- _PROMPT_
Look through the material below and count the lines with the string "trim". Report only the count.

*** RECORDS FOR THE TASK ***

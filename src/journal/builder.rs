//! Session record assembly.
//!
//! Turns one session block into a [`Session`]. Everything here is a pure
//! function of the block text and the document metadata.

use chrono::{Duration, NaiveDate, NaiveTime, TimeZone};
use chrono_tz::Tz;

use super::grammar;
use super::models::{Session, SessionWindow, TimingSource, NO_THEME};
use super::sections::section_items;
use super::splitter::SplitDocument;

/// Section whose items become a session's outcomes.
pub const OUTCOMES_SECTION: &str = "What I Worked On";

/// Section whose items become a session's learnings.
pub const LEARNINGS_SECTION: &str = "Learnings";

/// Builds one session from a block.
///
/// `position` is the 1-based index of the block within its document and
/// stands in for the session number when the heading's number cannot be
/// parsed or is zero. Annotation times are read as wall-clock times in `zone`.
pub fn build_session(
    block: &str,
    position: usize,
    document: &SplitDocument<'_>,
    source_file: &str,
    zone: Tz,
) -> Session {
    let heading = grammar::SESSION_HEADING.captures(block);

    let session_number = heading
        .as_ref()
        .and_then(|caps| caps["number"].parse::<u32>().ok())
        .filter(|n| *n > 0)
        .unwrap_or_else(|| u32::try_from(position).unwrap_or(u32::MAX));

    let theme = heading
        .as_ref()
        .and_then(|caps| caps.name("theme"))
        .map(|m| m.as_str().trim().to_string())
        .filter(|theme| !theme.is_empty())
        .unwrap_or_else(|| NO_THEME.to_string());

    let window = annotation_window(block, &document.date, zone);
    let timing_source = if window.is_some() {
        TimingSource::Annotation
    } else {
        TimingSource::Inferred
    };

    Session {
        date: document.date.clone(),
        session_number,
        project: document.project.clone(),
        theme,
        window,
        timezone: zone.name().to_string(),
        timing_source,
        commits: extract_commits(block),
        outcomes: section_items(block, OUTCOMES_SECTION),
        learnings: section_items(block, LEARNINGS_SECTION),
        source_file: source_file.to_string(),
    }
}

/// Reads the first `session-time` marker in a block as a window on `date`.
///
/// Returns `None` when there is no marker, the date is not a real date, a
/// clock value is out of range, or a wall-clock time does not exist in
/// `zone`. An end earlier than the start is taken to be on the next day.
pub fn annotation_window(block: &str, date: &str, zone: Tz) -> Option<SessionWindow> {
    let caps = grammar::TIME_ANNOTATION.captures(block)?;
    let day = NaiveDate::parse_from_str(date, "%Y-%m-%d").ok()?;

    let start_clock = clock_time(&caps["start_h"], &caps["start_m"])?;
    let end_clock = clock_time(&caps["end_h"], &caps["end_m"])?;

    let start_local = day.and_time(start_clock);
    let mut end_local = day.and_time(end_clock);
    if end_local < start_local {
        end_local += Duration::days(1);
    }

    let start = zone.from_local_datetime(&start_local).earliest()?;
    let end = zone.from_local_datetime(&end_local).earliest()?;

    Some(SessionWindow {
        start: start.fixed_offset(),
        end: end.fixed_offset(),
    })
}

/// Hex tokens in single backticks, in first-seen order, without duplicates.
///
/// Tokens inside double-backtick code spans are not references.
pub fn extract_commits(block: &str) -> Vec<String> {
    let bytes = block.as_bytes();
    let mut commits: Vec<String> = Vec::new();
    for caps in grammar::COMMIT_REF.captures_iter(block) {
        let Some(span) = caps.get(0) else { continue };
        let before = span.start().checked_sub(1).map(|i| bytes[i]);
        let after = bytes.get(span.end()).copied();
        if before == Some(b'`') || after == Some(b'`') {
            continue;
        }

        let hash = &caps["hash"];
        if !commits.iter().any(|c| c == hash) {
            commits.push(hash.to_string());
        }
    }
    commits
}

fn clock_time(hour: &str, minute: &str) -> Option<NaiveTime> {
    NaiveTime::from_hms_opt(hour.parse().ok()?, minute.parse().ok()?, 0)
}
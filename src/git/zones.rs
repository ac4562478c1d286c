//! UTC offset to timezone lookup.
//!
//! A commit only records its UTC offset, not the zone it was made in. The
//! mapping back to a zone name is lossy (-05:00 is both New York in winter
//! and Chicago in summer), so it sits behind a trait that a fuller lookup
//! can replace.

use chrono::FixedOffset;

/// Strategy for turning a UTC offset into IANA zone candidates.
pub trait ZoneLookup {
    /// Zones that use `offset` at some point of the year, most likely first.
    fn candidates(&self, offset: FixedOffset) -> Vec<&'static str>;

    /// The representative zone for `offset`, if any.
    fn zone_for_offset(&self, offset: FixedOffset) -> Option<&'static str> {
        self.candidates(offset).into_iter().next()
    }
}

/// Lookup table covering common US and UK offsets.
#[derive(Debug, Clone, Copy, Default)]
pub struct CommonZones;

const HOUR: i32 = 3600;

impl ZoneLookup for CommonZones {
    fn candidates(&self, offset: FixedOffset) -> Vec<&'static str> {
        match offset.local_minus_utc() {
            s if s == -4 * HOUR => vec!["America/New_York"],
            s if s == -5 * HOUR => vec!["America/New_York", "America/Chicago"],
            s if s == -6 * HOUR => vec!["America/Chicago", "America/Denver"],
            s if s == -7 * HOUR => vec!["America/Denver", "America/Los_Angeles", "America/Phoenix"],
            s if s == -8 * HOUR => vec!["America/Los_Angeles"],
            0 => vec!["Europe/London", "UTC"],
            s if s == HOUR => vec!["Europe/London"],
            _ => vec![],
        }
    }
}
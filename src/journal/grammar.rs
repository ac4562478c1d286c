//! Markdown grammar for journal documents.
//!
//! Every structural element the parser recognizes is a named pattern here,
//! compiled once on first use. Precedence between elements (which heading
//! closes a section, which list markers count as items) lives in the
//! extractors; this module only says what each element looks like.

use regex::Regex;
use std::sync::LazyLock;

fn compile(pattern: &str) -> Regex {
    Regex::new(pattern).expect("journal grammar patterns are valid")
}

/// A `YYYY-MM-DD` date anywhere in a string (used on file names).
pub static DATE: LazyLock<Regex> = LazyLock::new(|| compile(r"(\d{4}-\d{2}-\d{2})"));

/// Top-level heading that starts with a date: `# 2026-01-15...`
pub static DATED_TITLE: LazyLock<Regex> =
    LazyLock::new(|| compile(r"(?m)^#[ \t]+(?P<date>\d{4}-\d{2}-\d{2})"));

/// Project segment of the top-level heading: `# 2026-01-15: <project> - ...`
pub static TITLE_PROJECT: LazyLock<Regex> =
    LazyLock::new(|| compile(r"(?m)^#[ \t]+\d{4}-\d{2}-\d{2}:(?P<project>[^\-\n]*)"));

/// Start of a session block: `## Session 3`
pub static SESSION_MARKER: LazyLock<Regex> =
    LazyLock::new(|| compile(r"(?m)^##[ \t]+Session[ \t]+\d+"));

/// A full session heading line with optional theme.
pub static SESSION_HEADING: LazyLock<Regex> = LazyLock::new(|| {
    compile(r"^##[ \t]+Session[ \t]+(?P<number>\d+)(?:[^:\n]*:(?P<theme>[^\n]*))?")
});

/// Explicit timing marker: `<!-- session-time: 10:30-12:45 -->`
pub static TIME_ANNOTATION: LazyLock<Regex> = LazyLock::new(|| {
    compile(
        r"<!--[ \t]*session-time:[ \t]*(?P<start_h>\d{1,2}):(?P<start_m>\d{2})[ \t]*-[ \t]*(?P<end_h>\d{1,2}):(?P<end_m>\d{2})[ \t]*-->",
    )
});

/// A commit reference in single backticks: `` `0ba4e91` ``
pub static COMMIT_REF: LazyLock<Regex> =
    LazyLock::new(|| compile(r"`(?P<hash>[0-9a-fA-F]{7,40})`"));

/// Level-3 heading that opens a named section.
pub static SECTION_HEADING: LazyLock<Regex> =
    LazyLock::new(|| compile(r"(?m)^###[ \t]+(?P<name>[^\n]+)$"));

/// Any level-2 or level-3 heading; closes the current section.
pub static SECTION_BOUNDARY: LazyLock<Regex> = LazyLock::new(|| compile(r"(?m)^#{2,3}[ \t]"));

/// Numbered list item: `1. text`
pub static NUMBERED_ITEM: LazyLock<Regex> =
    LazyLock::new(|| compile(r"(?m)^[ \t]*\d+\.[ \t]+(?P<text>[^\n]+)$"));

/// Bulleted list item: `- text` or `* text`
pub static BULLET_ITEM: LazyLock<Regex> =
    LazyLock::new(|| compile(r"(?m)^[ \t]*[-*][ \t]+(?P<text>[^\n]+)$"));

/// A line that is nothing but bold text: `**text**`
pub static BOLD_LINE: LazyLock<Regex> =
    LazyLock::new(|| compile(r"(?m)^[ \t]*\*\*(?P<text>[^*\n]+)\*\*[ \t]*\r?$"));
//! Timing reconstruction.
//!
//! Decides where each session's start and end come from. Sources are tried
//! in priority order:
//!
//! 1. An explicit annotation already on the session is kept as is.
//! 2. Otherwise the session's commit references are resolved against the
//!    configured repository and the window spans the earliest to latest
//!    commit, widened by the configured buffers.
//! 3. Otherwise the session is left without timing.

use chrono::Duration;
use serde::{Deserialize, Serialize};
use std::path::PathBuf;

use crate::git::{resolve_commit_timestamps, session_time_range, CommonZones, ZoneLookup};
use crate::journal::{Session, SessionWindow, TimingSource, DEFAULT_TIMEZONE};

/// Default minutes added before the earliest commit.
pub const DEFAULT_PRE_COMMIT_BUFFER_MINUTES: u32 = 15;

/// Default minutes added after the latest commit.
pub const DEFAULT_POST_COMMIT_BUFFER_MINUTES: u32 = 5;

/// Default session length in minutes.
pub const DEFAULT_SESSION_DURATION_MINUTES: u32 = 60;

/// Settings for one reconstruction run.
#[derive(Debug, Clone, PartialEq, Eq, Serialize, Deserialize)]
pub struct TimingConfig {
    /// Repository to resolve commits in; `None` means the current directory.
    pub repo_path: Option<PathBuf>,

    /// Session length for sessions with no other timing source.
    ///
    /// Not consulted by [`reconstruct_timing`] yet; reserved for a
    /// fixed-length fallback.
    pub default_duration_minutes: u32,

    /// Minutes before the earliest commit that the session is taken to start.
    pub pre_commit_buffer_minutes: u32,

    /// Minutes after the latest commit that the session is taken to end.
    pub post_commit_buffer_minutes: u32,

    /// Zone for commits whose offset has no known zone.
    pub default_timezone: String,
}

impl Default for TimingConfig {
    fn default() -> Self {
        Self {
            repo_path: None,
            default_duration_minutes: DEFAULT_SESSION_DURATION_MINUTES,
            pre_commit_buffer_minutes: DEFAULT_PRE_COMMIT_BUFFER_MINUTES,
            post_commit_buffer_minutes: DEFAULT_POST_COMMIT_BUFFER_MINUTES,
            default_timezone: DEFAULT_TIMEZONE.to_string(),
        }
    }
}

impl TimingConfig {
    /// The repository location to query.
    pub fn repo_location(&self) -> PathBuf {
        self.repo_path.clone().unwrap_or_else(|| PathBuf::from("."))
    }
}

/// Resolves timing for one session using the common US/UK zone table.
pub fn reconstruct_timing(session: Session, config: &TimingConfig) -> Session {
    reconstruct_timing_with(session, config, &CommonZones)
}

/// Resolves timing for one session with a custom offset-to-zone lookup.
pub fn reconstruct_timing_with(
    mut session: Session,
    config: &TimingConfig,
    zones: &dyn ZoneLookup,
) -> Session {
    if session.window.is_some() || session.commits.is_empty() {
        return session;
    }

    let resolved = resolve_commit_timestamps(
        &session.commits,
        &config.repo_location(),
        zones,
        &config.default_timezone,
    );
    let range = session_time_range(&resolved, &config.default_timezone);

    let Some((earliest, latest)) = range.bounds else {
        tracing::debug!(
            "No commits resolved for session {} on {}",
            session.session_number,
            session.date
        );
        return session;
    };

    session.window = Some(SessionWindow {
        start: earliest - Duration::minutes(i64::from(config.pre_commit_buffer_minutes)),
        end: latest + Duration::minutes(i64::from(config.post_commit_buffer_minutes)),
    });
    session.timezone = range.timezone;
    session.timing_source = TimingSource::Commits;

    session
}

/// Resolves timing for every session, each with its own repository query.
pub fn reconstruct_all(sessions: Vec<Session>, config: &TimingConfig) -> Vec<Session> {
    sessions
        .into_iter()
        .map(|session| reconstruct_timing(session, config))
        .collect()
}
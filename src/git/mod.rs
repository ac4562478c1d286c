//! Git integration.
//!
//! Resolves commit references mentioned in journals to commit timestamps.
//! History is read in-process with `git2`: every commit reachable from
//! `HEAD` or any ref under `refs/` is enumerated with its full hash and
//! author time (the same set `git log --all` would list).
//!
//! Resolution is best effort. A repository that cannot be read yields an
//! empty result and a logged warning rather than an error.
//!
//! Abbreviated references resolve to the first enumerated commit whose hash
//! starts with them. Enumeration order is revwalk order, so a prefix shared
//! by several commits resolves to whichever is walked first.

pub mod zones;

use chrono::{DateTime, FixedOffset};
use std::collections::HashMap;
use std::path::Path;

use crate::journal::CommitTimestamp;

pub use zones::{CommonZones, ZoneLookup};

/// Errors reading commit history.
#[derive(Debug, thiserror::Error)]
pub enum GitError {
    /// The path is missing or not inside a git repository.
    #[error("Not a git repository: {path}")]
    NotARepository {
        /// The path that was searched.
        path: String,
        #[source]
        source: git2::Error,
    },

    /// The repository was found but its history could not be walked.
    #[error("Failed to read commit history: {0}")]
    History(#[from] git2::Error),
}

/// One enumerated commit.
#[derive(Debug, Clone, PartialEq, Eq)]
pub struct LoggedCommit {
    /// Full lowercase hash.
    pub hash: String,
    /// Author time with the author's UTC offset.
    pub timestamp: DateTime<FixedOffset>,
}

/// All commits of a repository, in enumeration order.
#[derive(Debug, Clone, Default)]
pub struct CommitIndex {
    commits: Vec<LoggedCommit>,
}

impl CommitIndex {
    /// Enumerates every commit reachable from `HEAD` or any ref.
    ///
    /// The repository is discovered from `repo_path`, so any directory
    /// inside a working tree works. Commits whose objects cannot be read are
    /// skipped.
    ///
    /// # Errors
    ///
    /// Returns an error if no repository is found or the walk cannot start.
    pub fn load(repo_path: &Path) -> Result<Self, GitError> {
        let repo =
            git2::Repository::discover(repo_path).map_err(|source| GitError::NotARepository {
                path: repo_path.display().to_string(),
                source,
            })?;

        let mut walk = repo.revwalk()?;

        if let Err(e) = walk.push_head() {
            tracing::debug!("HEAD has no commits to walk: {}", e);
        }

        for reference in repo.references()? {
            let reference = match reference {
                Ok(r) => r,
                Err(e) => {
                    tracing::debug!("Skipping unreadable ref: {}", e);
                    continue;
                }
            };
            // Refs pointing at trees or blobs have no history to walk
            if let Ok(commit) = reference.peel_to_commit() {
                walk.push(commit.id())?;
            }
        }

        let mut commits = Vec::new();
        for oid in walk {
            let commit = match oid.and_then(|oid| repo.find_commit(oid)) {
                Ok(c) => c,
                Err(e) => {
                    tracing::debug!("Skipping unreadable commit: {}", e);
                    continue;
                }
            };

            let when = commit.author().when();
            if let Some(timestamp) = commit_time(when) {
                commits.push(LoggedCommit {
                    hash: commit.id().to_string(),
                    timestamp,
                });
            }
        }

        tracing::debug!(
            "Enumerated {} commits from {}",
            commits.len(),
            repo_path.display()
        );

        Ok(Self { commits })
    }

    /// Builds an index from `git log --format="%H %aI"` output.
    ///
    /// Lines that do not parse are skipped.
    pub fn from_log_output(output: &str) -> Self {
        let commits = output
            .lines()
            .filter_map(|line| {
                let parsed = parse_log_line(line);
                if parsed.is_none() && !line.trim().is_empty() {
                    tracing::debug!("Skipping malformed log line: {}", line);
                }
                parsed
            })
            .collect();

        Self { commits }
    }

    pub fn len(&self) -> usize {
        self.commits.len()
    }

    pub fn is_empty(&self) -> bool {
        self.commits.is_empty()
    }

    /// Resolves references against this index.
    ///
    /// The result is keyed by each reference exactly as given and holds only
    /// the references that matched. Prefix matching ignores case. Offsets
    /// without a zone in `zones` get `default_zone`.
    pub fn resolve(
        &self,
        refs: &[String],
        zones: &dyn ZoneLookup,
        default_zone: &str,
    ) -> HashMap<String, CommitTimestamp> {
        let mut resolved = HashMap::new();

        for reference in refs {
            if !is_commit_ref(reference) {
                tracing::debug!("Ignoring invalid commit reference: {}", reference);
                continue;
            }

            let prefix = reference.to_ascii_lowercase();
            let Some(commit) = self.commits.iter().find(|c| c.hash.starts_with(&prefix)) else {
                tracing::debug!("No commit matches {}", reference);
                continue;
            };

            let timezone = zones
                .zone_for_offset(*commit.timestamp.offset())
                .unwrap_or(default_zone)
                .to_string();

            resolved.insert(
                reference.clone(),
                CommitTimestamp {
                    hash: reference.clone(),
                    timestamp: commit.timestamp,
                    timezone,
                },
            );
        }

        resolved
    }
}

/// Resolves commit references against the repository at `repo_path`.
///
/// Never fails: if the repository cannot be read, a warning is logged and
/// the result is empty.
pub fn resolve_commit_timestamps(
    refs: &[String],
    repo_path: &Path,
    zones: &dyn ZoneLookup,
    default_zone: &str,
) -> HashMap<String, CommitTimestamp> {
    if refs.is_empty() {
        return HashMap::new();
    }

    match CommitIndex::load(repo_path) {
        Ok(index) => index.resolve(refs, zones, default_zone),
        Err(e) => {
            tracing::warn!(
                "Could not resolve commits in {}: {}",
                repo_path.display(),
                e
            );
            HashMap::new()
        }
    }
}

/// Earliest and latest resolved commit times.
#[derive(Debug, Clone, PartialEq, Eq)]
pub struct CommitRange {
    /// `(earliest, latest)`, or `None` when nothing resolved.
    pub bounds: Option<(DateTime<FixedOffset>, DateTime<FixedOffset>)>,
    /// Zone of the earliest commit, or the default zone.
    pub timezone: String,
}

impl CommitRange {
    pub fn earliest(&self) -> Option<DateTime<FixedOffset>> {
        self.bounds.map(|(earliest, _)| earliest)
    }

    pub fn latest(&self) -> Option<DateTime<FixedOffset>> {
        self.bounds.map(|(_, latest)| latest)
    }
}

/// Computes the span covered by a set of resolved commits.
///
/// The reported zone is the earliest commit's; ties on the earliest instant
/// go to the lowest hash so the result does not depend on map order.
pub fn session_time_range(
    timestamps: &HashMap<String, CommitTimestamp>,
    default_zone: &str,
) -> CommitRange {
    let earliest = timestamps.values().min_by(|a, b| {
        a.timestamp
            .cmp(&b.timestamp)
            .then_with(|| a.hash.cmp(&b.hash))
    });
    let latest = timestamps.values().map(|c| c.timestamp).max();

    match (earliest, latest) {
        (Some(first), Some(last)) => CommitRange {
            bounds: Some((first.timestamp, last)),
            timezone: first.timezone.clone(),
        },
        _ => CommitRange {
            bounds: None,
            timezone: default_zone.to_string(),
        },
    }
}

/// Parses one `<full-hash> <ISO-8601 timestamp>` line.
pub fn parse_log_line(line: &str) -> Option<LoggedCommit> {
    let mut parts = line.split_whitespace();
    let hash = parts.next()?;
    let timestamp = parts.next()?;

    if parts.next().is_some() || !is_full_hash(hash) {
        return None;
    }

    let timestamp = DateTime::parse_from_rfc3339(timestamp).ok()?;

    Some(LoggedCommit {
        hash: hash.to_ascii_lowercase(),
        timestamp,
    })
}

/// Whether a string looks like a (possibly abbreviated) commit hash.
pub fn is_commit_ref(s: &str) -> bool {
    (7..=40).contains(&s.len()) && s.chars().all(|c| c.is_ascii_hexdigit())
}

fn is_full_hash(s: &str) -> bool {
    matches!(s.len(), 40 | 64) && s.chars().all(|c| c.is_ascii_hexdigit())
}

fn commit_time(time: git2::Time) -> Option<DateTime<FixedOffset>> {
    let offset = FixedOffset::east_opt(time.offset_minutes() * 60)?;
    DateTime::from_timestamp(time.seconds(), 0).map(|utc| utc.with_timezone(&offset))
}

#[cfg(test)]
mod tests {
    use super::*;

    const FIRST: &str = "0ba4e91c2d3e4f5a6b7c8d9e0f1a2b3c4d5e6f70";
    const SECOND: &str = "7f3c2a1b0e9d8c7b6a5f4e3d2c1b0a9f8e7d6c5b";

    fn log_output() -> String {
        format!(
            "{FIRST} 2026-01-15T10:00:00-05:00\n\
             garbage line\n\
             \n\
             {SECOND} 2026-01-15T16:30:00+00:00\n"
        )
    }

    fn refs(values: &[&str]) -> Vec<String> {
        values.iter().map(|s| s.to_string()).collect()
    }

    #[test]
    fn test_parse_log_line_valid() {
        let commit = parse_log_line(&format!("{FIRST} 2026-01-15T10:00:00-05:00")).unwrap();
        assert_eq!(commit.hash, FIRST);
        assert_eq!(commit.timestamp.offset().local_minus_utc(), -5 * 3600);
    }

    #[test]
    fn test_parse_log_line_lowercases_hash() {
        let upper = FIRST.to_uppercase();
        let commit = parse_log_line(&format!("{upper} 2026-01-15T10:00:00Z")).unwrap();
        assert_eq!(commit.hash, FIRST);
    }

    #[test]
    fn test_parse_log_line_malformed() {
        assert!(parse_log_line("").is_none());
        assert!(parse_log_line(FIRST).is_none());
        assert!(parse_log_line(&format!("{FIRST} yesterday")).is_none());
        assert!(parse_log_line("0ba4e91 2026-01-15T10:00:00Z").is_none());
        assert!(parse_log_line(&format!("{FIRST} 2026-01-15T10:00:00Z extra")).is_none());
    }

    #[test]
    fn test_from_log_output_skips_bad_lines() {
        let index = CommitIndex::from_log_output(&log_output());
        assert_eq!(index.len(), 2);
    }

    #[test]
    fn test_resolve_abbreviated_and_case_insensitive() {
        let index = CommitIndex::from_log_output(&log_output());
        let resolved = index.resolve(&refs(&["0BA4E91", "7f3c2a1b0e"]), &CommonZones, "UTC");

        assert_eq!(resolved.len(), 2);
        let first = &resolved["0BA4E91"];
        assert_eq!(first.hash, "0BA4E91");
        assert_eq!(first.timezone, "America/New_York");
        assert_eq!(resolved["7f3c2a1b0e"].timezone, "Europe/London");
    }

    #[test]
    fn test_resolve_drops_unknown_and_invalid_refs() {
        let index = CommitIndex::from_log_output(&log_output());
        let resolved = index.resolve(&refs(&["deadbee", "xyz", ""]), &CommonZones, "UTC");
        assert!(resolved.is_empty());
    }

    #[test]
    fn test_resolve_unknown_offset_uses_default_zone() {
        let index =
            CommitIndex::from_log_output(&format!("{FIRST} 2026-01-15T10:00:00+09:00\n"));
        let resolved = index.resolve(&refs(&["0ba4e91"]), &CommonZones, "America/New_York");
        assert_eq!(resolved["0ba4e91"].timezone, "America/New_York");
    }

    #[test]
    fn test_resolve_does_not_touch_input() {
        let index = CommitIndex::from_log_output(&log_output());
        let input = refs(&["0ba4e91", "0ba4e91"]);
        let before = input.clone();
        let resolved = index.resolve(&input, &CommonZones, "UTC");
        assert_eq!(input, before);
        assert_eq!(resolved.len(), 1);
    }

    #[test]
    fn test_resolve_commit_timestamps_missing_repo() {
        let resolved = resolve_commit_timestamps(
            &refs(&["0ba4e91"]),
            Path::new("/nonexistent/path/for/worklog/tests"),
            &CommonZones,
            "UTC",
        );
        assert!(resolved.is_empty());
    }

    #[test]
    fn test_load_missing_repo_is_error() {
        let result = CommitIndex::load(Path::new("/nonexistent/path/for/worklog/tests"));
        assert!(matches!(result, Err(GitError::NotARepository { .. })));
    }

    #[test]
    fn test_session_time_range() {
        let index = CommitIndex::from_log_output(&log_output());
        let resolved = index.resolve(&refs(&["7f3c2a1", "0ba4e91"]), &CommonZones, "UTC");
        let range = session_time_range(&resolved, "UTC");

        assert_eq!(
            range.earliest(),
            Some(DateTime::parse_from_rfc3339("2026-01-15T10:00:00-05:00").unwrap())
        );
        assert_eq!(
            range.latest(),
            Some(DateTime::parse_from_rfc3339("2026-01-15T16:30:00+00:00").unwrap())
        );
        assert_eq!(range.timezone, "America/New_York");
    }

    #[test]
    fn test_session_time_range_empty() {
        let range = session_time_range(&HashMap::new(), "America/New_York");
        assert!(range.bounds.is_none());
        assert!(range.earliest().is_none());
        assert!(range.latest().is_none());
        assert_eq!(range.timezone, "America/New_York");
    }

    #[test]
    fn test_session_time_range_tie_is_deterministic() {
        let instant = DateTime::parse_from_rfc3339("2026-01-15T15:00:00+00:00").unwrap();
        let mut resolved = HashMap::new();
        for (hash, zone) in [("bbbbbbb", "Europe/London"), ("aaaaaaa", "UTC")] {
            resolved.insert(
                hash.to_string(),
                CommitTimestamp {
                    hash: hash.to_string(),
                    timestamp: instant,
                    timezone: zone.to_string(),
                },
            );
        }
        assert_eq!(session_time_range(&resolved, "X").timezone, "UTC");
    }

    #[test]
    fn test_is_commit_ref() {
        assert!(is_commit_ref("0ba4e91"));
        assert!(is_commit_ref(FIRST));
        assert!(!is_commit_ref("0ba4e9"));
        assert!(!is_commit_ref("0ba4e9g"));
    }
}
//! Output formatting utilities for CLI commands.
//!
//! Provides a unified `OutputFormat` enum plus the small helpers the
//! session listings share.

use chrono::{DateTime, FixedOffset};
use chrono_tz::Tz;
use clap::ValueEnum;

use worklog_cli::journal::Session;

/// Output format options for CLI commands.
///
/// - `Text` for a human-readable table (default)
/// - `Json` for calendar tooling and scripting
/// - `Markdown` for pasting into notes
#[derive(Clone, Copy, Debug, Default, PartialEq, Eq, ValueEnum)]
pub enum OutputFormat {
    /// Human-readable text output (default).
    #[default]
    Text,
    /// Machine-readable JSON output.
    Json,
    /// Markdown-formatted output.
    Markdown,
}

/// Truncates a string to at most `max_width` characters, ending in "..."
/// when shortened.
pub fn truncate_to_width(s: &str, max_width: usize) -> String {
    if s.chars().count() <= max_width {
        s.to_string()
    } else if max_width <= 3 {
        ".".repeat(max_width)
    } else {
        let kept: String = s.chars().take(max_width - 3).collect();
        format!("{kept}...")
    }
}

/// Formats a session's window as `HH:MM-HH:MM` in the session's timezone.
///
/// Returns "-" when timing is unresolved.
pub fn format_window(session: &Session) -> String {
    let Some(window) = session.window else {
        return "-".to_string();
    };

    let zone = session.timezone.parse::<Tz>().ok();
    let clock = |t: DateTime<FixedOffset>| match zone {
        Some(tz) => t.with_timezone(&tz).format("%H:%M").to_string(),
        None => t.format("%H:%M").to_string(),
    };

    format!("{}-{}", clock(window.start), clock(window.end))
}

/// Formats a session's duration as `1h 05m`, or "-" when unresolved.
pub fn format_duration(session: &Session) -> String {
    match session.duration() {
        Some(d) => {
            let minutes = d.num_minutes();
            format!("{}h {:02}m", minutes / 60, minutes % 60)
        }
        None => "-".to_string(),
    }
}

*** End of RECORDS FOR THE TASK ***

- _RESPONSE BOX_
2